Vale (RIO) cuts off iron ore… and China goes shopping
Today's Financial News - Posted September 25, 2008
Vale (RIO) has cancelled its iron ore shipments to China until the country’s steelmakers cough up more dough. But China has other ideas. And Vale may find its products aren’t as vital as it originally thought.
by Stephanie Grimmett
Baltimore — (TFN): It’s the “teach a man to fish” theory of steelmaking: Buy iron ore from someone else, and you have it for a day (actually, 365 days, since iron ore is sold in year-long contracts), but buy your own mine, and you have iron ore for life.
China’s steelmakers are worried about the price of their biggest ingredient.
China’s growth is tied to the construction of new offices, apartment buildings and Olympic-commemorative sports complexes. And all of those new high-rises and architecturally avant-garde fitness centers pushing their way into the Beijing and Shanghai skylines need a lot of steel (so much that the government limits the amount that can be exported, flooding the domestic market to keep steel prices artificially low). And steel needs a lot of iron ore.

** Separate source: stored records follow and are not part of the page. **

use rayon::prelude::*;

use crate::config::MotionConfig;
use crate::error::{ComputationError, Result};
use crate::video::types::GrayFrame;

/// Dense per-pixel motion between two frames
#[derive(Debug, Clone)]
pub struct FlowField {
    width: u32,
    height: u32,
    vectors: Vec<(f32, f32)>,
}

impl FlowField {
    pub fn new(width: u32, height: u32, vectors: Vec<(f32, f32)>) -> Self {
        debug_assert_eq!(vectors.len(), width as usize * height as usize);
        Self { width, height, vectors }
    }

    pub fn width(&self) -> u32 {
        self.width
    }

    pub fn height(&self) -> u32 {
        self.height
    }

    /// Displacement (dx, dy) at a pixel
    pub fn at(&self, x: u32, y: u32) -> (f32, f32) {
        self.vectors[y as usize * self.width as usize + x as usize]
    }

    /// Mean vector magnitude over the whole frame; 0.0 for an empty field
    pub fn mean_magnitude(&self) -> f64 {
        if self.vectors.is_empty() {
            return 0.0;
        }

        let total: f64 = self.vectors
            .par_iter()
            .map(|&(dx, dy)| (dx as f64).hypot(dy as f64))
            .sum();
        total / self.vectors.len() as f64
    }
}

/// Dense motion estimation between two frames of equal dimensions
pub trait FlowEstimator: Send + Sync {
    /// Short identifier used in logs
    fn name(&self) -> &str;

    /// Compute the dense motion field from `prev` to `next`
    fn estimate(&self, prev: &GrayFrame, next: &GrayFrame) -> Result<FlowField>;

    /// Scalar motion intensity for a frame pair
    ///
    /// Defaults to the mean flow magnitude. Any reducer works as long as it
    /// grows with overall motion.
    fn motion_intensity(&self, prev: &GrayFrame, next: &GrayFrame) -> Result<f64> {
        Ok(self.estimate(prev, next)?.mean_magnitude())
    }
}

/// Dense Lucas–Kanade optical flow
///
/// Every pixel solves the 2x2 brightness-constancy system over a square window.
/// Window sums come from integral images, so cost does not depend on the radius.
#[derive(Debug, Clone)]
pub struct LucasKanadeFlow {
    window_radius: u32,
    min_determinant: f64,
}

impl LucasKanadeFlow {
    pub fn new(window_radius: u32, min_determinant: f64) -> Self {
        Self { window_radius, min_determinant }
    }

    pub fn from_config(config: &MotionConfig) -> Self {
        Self::new(config.window_radius, config.min_determinant)
    }
}

impl Default for LucasKanadeFlow {
    fn default() -> Self {
        Self::from_config(&MotionConfig::default())
    }
}

impl FlowEstimator for LucasKanadeFlow {
    fn name(&self) -> &str {
        "lucas-kanade"
    }

    fn estimate(&self, prev: &GrayFrame, next: &GrayFrame) -> Result<FlowField> {
        if prev.dimensions() != next.dimensions() {
            return Err(ComputationError::DimensionMismatch {
                expected: prev.dimensions(),
                actual: next.dimensions(),
            }.into());
        }

        let (width, height) = prev.dimensions();
        let (w, h) = (width as usize, height as usize);
        if w == 0 || h == 0 {
            return Ok(FlowField::new(width, height, Vec::new()));
        }

        let a = prev.as_raw();
        let b = next.as_raw();

        // Spatial gradients are taken on the mean of both frames
        let mean = |x: usize, y: usize| (a[y * w + x] as f64 + b[y * w + x] as f64) * 0.5;

        let mut terms = vec![[0.0f64; 5]; w * h];
        terms.par_chunks_mut(w).enumerate().for_each(|(y, row)| {
            let up = y.saturating_sub(1);
            let down = (y + 1).min(h - 1);
            for (x, t) in row.iter_mut().enumerate() {
                let left = x.saturating_sub(1);
                let right = (x + 1).min(w - 1);

                let ix = (mean(right, y) - mean(left, y)) / (right - left).max(1) as f64;
                let iy = (mean(x, down) - mean(x, up)) / (down - up).max(1) as f64;
                let it = b[y * w + x] as f64 - a[y * w + x] as f64;

                *t = [ix * ix, ix * iy, iy * iy, ix * it, iy * it];
            }
        });

        let tables: Vec<Integral> = (0..5)
            .into_par_iter()
            .map(|k| Integral::new(&terms, k, w, h))
            .collect();

        let r = self.window_radius as usize;
        let min_det = self.min_determinant;
        let mut vectors = vec![(0.0f32, 0.0f32); w * h];

        vectors.par_chunks_mut(w).enumerate().for_each(|(y, row)| {
            let y0 = y.saturating_sub(r);
            let y1 = (y + r + 1).min(h);
            for (x, out) in row.iter_mut().enumerate() {
                let x0 = x.saturating_sub(r);
                let x1 = (x + r + 1).min(w);

                let sxx = tables[0].sum(x0, y0, x1, y1);
                let sxy = tables[1].sum(x0, y0, x1, y1);
                let syy = tables[2].sum(x0, y0, x1, y1);
                let sxt = tables[3].sum(x0, y0, x1, y1);
                let syt = tables[4].sum(x0, y0, x1, y1);

                let det = sxx * syy - sxy * sxy;
                if det > min_det {
                    let u = (sxy * syt - syy * sxt) / det;
                    let v = (sxy * sxt - sxx * syt) / det;
                    *out = (u as f32, v as f32);
                }
            }
        });

        Ok(FlowField::new(width, height, vectors))
    }
}

/// Summed-area table over one component of the per-pixel terms
struct Integral {
    stride: usize,
    data: Vec<f64>,
}

impl Integral {
    fn new(terms: &[[f64; 5]], component: usize, w: usize, h: usize) -> Self {
        let stride = w + 1;
        let mut data = vec![0.0; stride * (h + 1)];
        for y in 0..h {
            let mut row_sum = 0.0;
            for x in 0..w {
                row_sum += terms[y * w + x][component];
                data[(y + 1) * stride + x + 1] = data[y * stride + x + 1] + row_sum;
            }
        }
        Self { stride, data }
    }

    /// Sum over `[x0, x1) x [y0, y1)`
    fn sum(&self, x0: usize, y0: usize, x1: usize, y1: usize) -> f64 {
        let s = self.stride;
        self.data[y1 * s + x1] - self.data[y0 * s + x1] - self.data[y1 * s + x0]
            + self.data[y0 * s + x0]
    }
}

China has three major iron ore suppliers: Australia’s BHP Billiton (NYSE:BHP) and Rio Tinto (NYSE:RTP) both raised their contract prices on China this year by as much as 97%. And right now, the country’s steelmakers are engaged in a staring contest with the third, Brazil’s Companhia Vale do Rio Doce (NYSE:RIO), waiting to see who’ll blink first.
Vale, which only got a 71% increase in this year’s contract price, wants more money and canceled its shipments to the country until China coughs up the dough. But the Chinese steelmakers, many of which are still on the government’s short leash, aren’t budging on their contract prices, even if they are 11% lower than Vale charges its European customers.
In the meantime, China is shopping around for its own iron ore mines to solve the supply problem altogether. Jiangsu Shagang Group, one of China’s largest state-controlled steel companies, just bought a 45% stake in Australia’s Grange Resources (Australia:GRR) (Anybody else notice that China is slowly buying all of Australia? Shouldn’t this alarm someone? Like the prime minister or whoever runs the country’s military?)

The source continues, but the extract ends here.